This passage, which is frequently quoted, surely refers to his eminence in dialectics. The words of William of Malmsbury go farther. “Is literatura perinsignis liberales artes quæ jamdudum sorduerant, a Latio in Gallias vocans acumine suo expolivit.”
[149] Hist. Litt. de la France, vii. 17, 107; viii. 304. The seventh volume of this long and laborious work begins with an excellent account of the literary condition of France in the eleventh century. At the beginning of the ninth volume we have a similar view of the twelfth. The continuation, of which four volumes have already been published at Paris, I have not seen. It has but begun to break ground, if I may so say, in the thirteenth century, as I find from the Journal des Savans. The laboriousness of the French, as well as the encouragement they receive from their government, are above all praise, and should be our own shame; but their prolixity now and then defeats the object. The magnificent work, the Ordonnances des Rois de France, is a proof of this; time gains a march on the successive volumes, and the laws of four years are published at the end of five.

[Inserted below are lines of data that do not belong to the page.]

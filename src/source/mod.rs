pub mod http;

use crate::model::UserRecord;
use thiserror::Error;

pub use http::HttpSource;

#[derive(Error, Debug)]
pub enum SourceError {
    #[error("failed to start runtime: {0}")]
    Runtime(#[from] std::io::Error),

    #[error("request failed: {0}")]
    Request(#[from] reqwest::Error),

    #[error("unexpected status: {0}")]
    Status(u16),
}

pub type SourceResult<T> = std::result::Result<T, SourceError>;

/// Where user records come from.
pub trait RecordSource: Send + Sync {
    fn fetch(&self) -> SourceResult<Vec<UserRecord>>;
}
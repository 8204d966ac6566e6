mod json_schema;

pub use json_schema::ListResult;
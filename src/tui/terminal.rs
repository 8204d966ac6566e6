//! Terminal setup and teardown that survives errors and panics.

use crossterm::{
    execute,
    terminal::{disable_raw_mode, enable_raw_mode, EnterAlternateScreen, LeaveAlternateScreen},
};
use ratatui::{backend::CrosstermBackend, Terminal};
use std::io::{self, Stdout};
use std::panic;

/// Owns the raw-mode alternate screen; restores the terminal when dropped.
pub struct TerminalGuard {
    terminal: Terminal<CrosstermBackend<Stdout>>,
}

impl TerminalGuard {
    pub fn new() -> io::Result<Self> {
        let original_hook = panic::take_hook();
        panic::set_hook(Box::new(move |panic_info| {
            let _ = restore_terminal();
            original_hook(panic_info);
        }));

        enable_raw_mode()?;
        // from here on every early return must undo raw mode
        let terminal = execute!(io::stdout(), EnterAlternateScreen)
            .and_then(|_| Terminal::new(CrosstermBackend::new(io::stdout())));

        match terminal {
            Ok(terminal) => Ok(Self { terminal }),
            Err(e) => {
                let _ = restore_terminal();
                Err(e)
            }
        }
    }

    pub fn terminal(&mut self) -> &mut Terminal<CrosstermBackend<Stdout>> {
        &mut self.terminal
    }
}

impl Drop for TerminalGuard {
    fn drop(&mut self) {
        let _ = restore_terminal();
        let _ = self.terminal.show_cursor();
    }
}

/// Leaves raw mode and the alternate screen. Safe to call more than once,
/// which happens when a panic runs the hook and then unwinds the guard.
pub fn restore_terminal() -> io::Result<()> {
    disable_raw_mode()?;
    execute!(io::stdout(), LeaveAlternateScreen)?;
    Ok(())
}

#[cfg(test)]
mod tests {
    use super::*;

    #[test]
    fn test_restore_is_repeatable_without_setup() {
        assert!(restore_terminal().is_ok());
        assert!(restore_terminal().is_ok());
    }
}
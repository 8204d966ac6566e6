use anyhow::{anyhow, Result};
use std::fs::{self, OpenOptions};
use std::path::{Path, PathBuf};
use std::sync::Mutex;
use tracing_subscriber::EnvFilter;

fn env_filter(default_level: &str) -> EnvFilter {
    EnvFilter::try_from_default_env().unwrap_or_else(|_| EnvFilter::new(default_level))
}

/// Logs to a file so the interactive table keeps the terminal to itself.
pub fn init_file(dir: &Path, default_level: &str) -> Result<PathBuf> {
    fs::create_dir_all(dir)?;
    let path = dir.join("usertable.log");
    let file = OpenOptions::new().create(true).append(true).open(&path)?;

    tracing_subscriber::fmt()
        .with_env_filter(env_filter(default_level))
        .with_writer(Mutex::new(file))
        .with_ansi(false)
        .try_init()
        .map_err(|e| anyhow!("failed to initialize logging: {}", e))?;

    Ok(path)
}

pub fn init_stderr(default_level: &str) -> Result<()> {
    tracing_subscriber::fmt()
        .with_env_filter(env_filter(default_level))
        .with_writer(std::io::stderr)
        .without_time()
        .try_init()
        .map_err(|e| anyhow!("failed to initialize logging: {}", e))
}
use crate::config::SourceConfig;
use crate::model::{UserPage, UserRecord};
use crate::source::{RecordSource, SourceError, SourceResult};
use std::time::Duration;

/// Fetches one page of users from the remote JSON API.
pub struct HttpSource {
    client: reqwest::Client,
    url: String,
    nationality: String,
    results: u32,
}

impl HttpSource {
    pub fn new(config: &SourceConfig) -> SourceResult<Self> {
        let client = reqwest::Client::builder()
            .timeout(Duration::from_secs(config.timeout_secs))
            .build()?;

        Ok(Self {
            client,
            url: config.url.clone(),
            nationality: config.nationality.clone(),
            results: config.results,
        })
    }

    pub async fn fetch_page(&self) -> SourceResult<Vec<UserRecord>> {
        let results = self.results.to_string();
        let response = self
            .client
            .get(&self.url)
            .query(&[("nat", self.nationality.as_str()), ("results", results.as_str())])
            .send()
            .await?;

        let status = response.status();
        if !status.is_success() {
            return Err(SourceError::Status(status.as_u16()));
        }

        let page: UserPage = response.json().await?;
        tracing::debug!(count = page.results.len(), url = %self.url, "fetched user page");
        Ok(page.results)
    }
}

impl RecordSource for HttpSource {
    fn fetch(&self) -> SourceResult<Vec<UserRecord>> {
        let runtime = tokio::runtime::Builder::new_current_thread()
            .enable_all()
            .build()?;
        runtime.block_on(self.fetch_page())
    }
}

#[cfg(test)]
mod tests {
    use super::*;
    use std::io::{Read, Write};
    use std::net::TcpListener;
    use std::sync::mpsc;
    use std::thread;

    const TWO_USERS: &str = r#"{"results":[
        {"name":{"first":"Ada","last":"Byron"},"location":{"postcode":12345}},
        {"name":{"first":"Linus","last":"T"},"location":{"postcode":"N2K"}}
    ],"info":{"results":2}}"#;

    /// Serves a single canned response and reports the request line it saw.
    fn serve_once(status: &str, body: &'static str) -> (String, mpsc::Receiver<String>) {
        let listener = TcpListener::bind("127.0.0.1:0").unwrap();
        let url = format!("http://{}/api/", listener.local_addr().unwrap());
        let status = status.to_string();
        let (tx, rx) = mpsc::channel();

        thread::spawn(move || {
            let (mut stream, _) = listener.accept().unwrap();
            let mut request = Vec::new();
            let mut buf = [0u8; 1024];
            while !request.windows(4).any(|w| w == b"\r\n\r\n") {
                let n = stream.read(&mut buf).unwrap();
                if n == 0 {
                    break;
                }
                request.extend_from_slice(&buf[..n]);
            }
            let text = String::from_utf8_lossy(&request);
            let line = text.lines().next().unwrap_or_default().to_string();
            tx.send(line).unwrap();

            let response = format!(
                "HTTP/1.1 {}\r\nContent-Type: application/json\r\nContent-Length: {}\r\nConnection: close\r\n\r\n{}",
                status,
                body.len(),
                body
            );
            stream.write_all(response.as_bytes()).unwrap();
            stream.flush().unwrap();
        });

        (url, rx)
    }

    fn source_for(url: String) -> HttpSource {
        let config = SourceConfig {
            url,
            nationality: "us".into(),
            results: 10,
            timeout_secs: 5,
        };
        let mut source = HttpSource::new(&config).unwrap();
        // loopback only; ignore any proxy set in the environment
        source.client = reqwest::Client::builder()
            .no_proxy()
            .timeout(Duration::from_secs(config.timeout_secs))
            .build()
            .unwrap();
        source
    }

    #[test]
    fn test_fetch_decodes_results_envelope() {
        let (url, requests) = serve_once("200 OK", TWO_USERS);
        let records = source_for(url).fetch().unwrap();

        assert_eq!(records.len(), 2);
        assert_eq!(records[0].name.first, "Ada");
        assert_eq!(records[0].location.postcode, "12345");
        assert_eq!(records[1].location.postcode, "N2K");

        let line = requests.recv().unwrap();
        assert!(line.starts_with("GET /api/?"), "{}", line);
        assert!(line.contains("nat=us&results=10"), "{}", line);
    }

    #[test]
    fn test_non_success_status_is_an_error() {
        let (url, _requests) = serve_once("500 Internal Server Error", "{}");
        let err = source_for(url).fetch().unwrap_err();
        assert!(matches!(err, SourceError::Status(500)), "{:?}", err);
    }
}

Italy—Vocabulary of Papias. 80. The signs of gradual improvement in Italy during the eleventh century are very perceptible; several schools, among which those of Milan and the convent of Monte Cassino are most eminent, were established; and some writers such as Peter Damiani and Humbert, have obtained praise for rather more elegance and polish of style than had belonged to their predecessors.[150] The Latin vocabulary of Papias was finished in 1053. This is a compilation from the grammars and glossaries of the sixth and seventh centuries; but though many of his words are of very low Latinity, and his etymologies, which are those of his masters, absurd, he both shows a competent degree of learning, and a regard to profane literature, unusual in the darker ages, and symptomatic of a more liberal taste.[151]
[150] Bettinelli, Risorgimento d’Italia dopo il mille. Tiraboschi, iii. 248.

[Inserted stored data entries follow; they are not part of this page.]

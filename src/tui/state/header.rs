use crate::tui::logic::{Column, FocusSurface, FocusTarget};

/// One clickable column header.
#[derive(Debug, Clone, Copy, PartialEq, Eq)]
pub struct HeaderButton {
    pub column: Column,
    pub disabled: bool,
}

impl FocusTarget for HeaderButton {
    fn column(&self) -> Option<Column> {
        Some(self.column)
    }
}

/// The row of header buttons and which one holds keyboard focus.
#[derive(Debug, Clone)]
pub struct HeaderBar {
    pub buttons: Vec<HeaderButton>,
    pub focused: Option<Column>,
}

impl HeaderBar {
    pub fn new(disabled: &[Column]) -> Self {
        let mut bar = Self {
            buttons: Column::ALL
                .iter()
                .map(|&column| HeaderButton {
                    column,
                    disabled: false,
                })
                .collect(),
            focused: None,
        };
        for &column in disabled {
            bar.set_disabled(column, true);
        }
        bar
    }

    pub fn focus(&mut self, target: Option<HeaderButton>) {
        if let Some(button) = target {
            self.focused = Some(button.column);
        }
    }

    pub fn is_focused(&self, column: Column) -> bool {
        self.focused == Some(column)
            && self
                .buttons
                .iter()
                .any(|b| b.column == column && !b.disabled)
    }

    pub fn set_disabled(&mut self, column: Column, disabled: bool) {
        if let Some(button) = self.buttons.iter_mut().find(|b| b.column == column) {
            button.disabled = disabled;
        }
    }
}

impl Default for HeaderBar {
    fn default() -> Self {
        Self::new(&[])
    }
}

impl FocusSurface for HeaderBar {
    type Target = HeaderButton;

    fn focusable_targets(&self) -> Vec<HeaderButton> {
        self.buttons.iter().filter(|b| !b.disabled).copied().collect()
    }

    fn current_focus_index(&self) -> Option<usize> {
        let focused = self.focused?;
        self.focusable_targets()
            .iter()
            .position(|b| b.column == focused)
    }
}
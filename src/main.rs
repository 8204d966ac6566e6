mod cache;
mod cli;
mod config;
mod dataset;
mod logging;
mod model;
mod output;
mod source;
mod tui;

use anyhow::Result;
use cache::SessionCache;
use cli::{CacheActions, Cli, Commands, ConfigActions, OutputFormat};
use config::Config;
use dataset::{load_dataset, DATASET_KEY};
use output::ListResult;
use source::HttpSource;
use std::fs;
use std::process::ExitCode;
use tui::logic::{sort, Column, SortState};
use tui::service::loader::session_cache;
use tui::terminal::TerminalGuard;
use tui::App;

fn main() -> ExitCode {
    let cli = Cli::parse_args();

    let result = match Config::load() {
        Ok(config) => run(cli, config),
        Err(e) => Err(e),
    };

    match result {
        Ok(code) => code,
        Err(e) => {
            eprintln!("Error: {}", e);
            ExitCode::from(1)
        }
    }
}

fn run(cli: Cli, config: Config) -> Result<ExitCode> {
    let session = cli
        .session
        .clone()
        .unwrap_or_else(|| config.cache.session.clone());

    match cli.command {
        None => {
            let log_path = logging::init_file(&Config::data_dir(), &config.log.level)?;
            tracing::info!(session = %session, log = %log_path.display(), "starting table");
            run_tui(config, session)?
        }
        Some(Commands::List {
            sort,
            desc,
            format,
            out,
        }) => {
            logging::init_stderr(&config.log.level)?;
            run_list(&config, &session, sort, desc, format, out.as_deref())?
        }
        Some(Commands::Cache { action }) => run_cache(action, &config, &session)?,
        Some(Commands::Config { action }) => run_config(action, config)?,
    }

    Ok(ExitCode::SUCCESS)
}

fn run_tui(config: Config, session: String) -> Result<()> {
    let mut guard = TerminalGuard::new()?;
    let mut app = App::new(config, session);
    app.run(guard.terminal())
}

fn run_list(
    config: &Config,
    session: &str,
    column: Option<Column>,
    desc: bool,
    format: OutputFormat,
    out: Option<&str>,
) -> Result<()> {
    let cache = session_cache(config, session);
    let source = HttpSource::new(&config.source)?;

    // a failed fetch still prints the empty table
    let (records, from_cache) = match load_dataset(cache.as_deref(), &source) {
        Ok(dataset) => (dataset.records, dataset.from_cache),
        Err(e) => {
            tracing::error!("failed to load users: {}", e);
            (Vec::new(), false)
        }
    };

    let (records, sort_state) = match column {
        Some(column) => {
            let ascending = !desc;
            (
                sort(&records, column, ascending),
                SortState {
                    active: Some(column),
                    ascending,
                },
            )
        }
        None => (records, SortState::default()),
    };

    let result = ListResult::new(&records, sort_state, from_cache, &config.ui.date_format);

    let text = match format {
        OutputFormat::Json => serde_json::to_string_pretty(&result)?,
        OutputFormat::Human => result.to_human(),
    };

    if let Some(path) = out {
        fs::write(path, &text)?;
    } else {
        println!("{}", text.trim_end());
    }

    Ok(())
}

fn run_cache(action: CacheActions, config: &Config, session: &str) -> Result<()> {
    let cache = cache::FileSessionCache::new(&Config::cache_dir(), session)?;

    match action {
        CacheActions::Show => {
            println!("Session: {}", session);
            println!("  Path: {}", cache.dir().display());
            println!("  Enabled: {}", config.cache.enabled);
            match cache.get(DATASET_KEY)? {
                Some(stored) => {
                    let count = serde_json::from_str::<Vec<model::UserRecord>>(&stored)
                        .map(|records| records.len().to_string())
                        .unwrap_or_else(|_| "unreadable".to_string());
                    println!("  Dataset: {} records", count);
                }
                None => println!("  Dataset: none"),
            }
        }
        CacheActions::Clear => {
            cache.clear()?;
            println!("Cleared session cache: {}", session);
        }
    }

    Ok(())
}

fn run_config(action: ConfigActions, mut config: Config) -> Result<()> {
    match action {
        ConfigActions::Show => {
            println!("Current configuration ({}):", Config::config_path().display());
            println!("  Source URL: {}", config.source.url);
            println!("  Nationality: {}", config.source.nationality);
            println!("  Results: {}", config.source.results);
            println!("  Timeout: {}s", config.source.timeout_secs);
            println!("  Cache enabled: {}", config.cache.enabled);
            println!("  Cache session: {}", config.cache.session);
            println!("  Date format: {}", config.ui.date_format);
            println!("  Disabled columns:");
            for column in &config.ui.disabled_columns {
                println!("    - {}", column);
            }
            println!("  Log level: {}", config.log.level);
        }
        ConfigActions::Set { key, value } => {
            config.set(&key, &value)?;
            config.save()?;
            println!("Set {} to {}", key, value);
        }
        ConfigActions::DisableColumn { column } => {
            config.set_column_disabled(column, true);
            config.save()?;
            println!("Disabled column: {}", column);
        }
        ConfigActions::EnableColumn { column } => {
            config.set_column_disabled(column, false);
            config.save()?;
            println!("Enabled column: {}", column);
        }
    }

    Ok(())
}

[151] The date of the vocabulary of Papias had been placed by Scaliger, who says he has as many errors as words, in the thirteenth century. But Gaspar Barthius, in his Adversaria, c. i., after calling him, “veterum Glossographorum compactor non semper futilis,” observes, that Papias mentions an Emperor, Henry II., as then living, and thence fixes the æra of his book in the early part of the eleventh century, in which he is followed by Bayle, art. Balbi. It is rather singular that neither of those writers recollected the usage of the Italians to reckon as Henry II. the prince whom the Germans call Henry III., Henry the Fowler not being included by them in the imperial list: and Bayle himself quotes a writer, unpublished in the age of Barthius, who places Papias in the year 1053. This date I believe is given by Papias himself. Tiraboschi, iii. 300. A pretty full account of the Latin glossaries before and after Papias will be found in the preface to Ducange, p. 38.
Influence of Italy upon Europe. 81. It may be said with some truth, that Italy supplied the fire, from which other nations in this first, as afterwards in the second æra of the revival of letters, lighted their own torches. Lanfranc, Anselm, Peter Lombard, the founder of systematic theology in the twelfth century, Irnerius, the restorer of jurisprudence, Gratian, the author of the first compilation of canon law, the school of Salerno, that guided medical art in all countries, the first dictionaries of the Latin tongue, the first treatise of algebra, the first great work that makes an epoch in anatomy, are as truly and exclusively the boast of Italy, as the restoration of Greek literature and of classical taste in the fifteenth century.[152] But if she were the first to propagate an impulse towards intellectual excellence in the rest of Europe, it must be owned, that France and England, in this dawn of literature and science, went in many points of view far beyond her.
[152] Bettinelli, Risorgimento d’Italia, p. 71.
Increased copying of manuscripts. 82. Three religious orders, all scions from the great Benedictine stock, that of Clugni, which dates from the first part of the tenth century, the Carthusians, founded in 1084, and the Cistercians, in 1098, contributed to propagate classical learning.[153] The monks of these foundations exercised themselves in copying manuscripts; the arts of calligraphy, and, not long afterwards, of illumination, became their pride; a more cursive handwriting and a more convenient system of abbreviations were introduced; and thus from the twelfth century we find a great increase of manuscripts, though transcribed mechanically, as a monastic duty, and often with much incorrectness. The abbey of Clugni had a rich library of Greek and Latin authors. But few monasteries of the Benedictine rule were destitute of one; it was their pride to collect, and their business to transcribe, books.[154] These were, in a vast proportion, such as we do not highly value at the present day; yet almost all we do possess of Latin classical literature, with the exception of a small number of more ancient manuscripts, is owing to the industry of these monks. In that age, there was perhaps less zeal for literature in Italy, and less practice in copying, than in France.[155] This shifting of intellectual exertion from one country to another is not peculiar to the middle ages; but, in regard to them, it has not always been heeded by those who, using the trivial metaphor of light and darkness, which it is not easy to avoid, have too much considered Europe as a single point under a receding or advancing illumination.
[153] Fleury. Hist. Litt. de la France, ix. 113.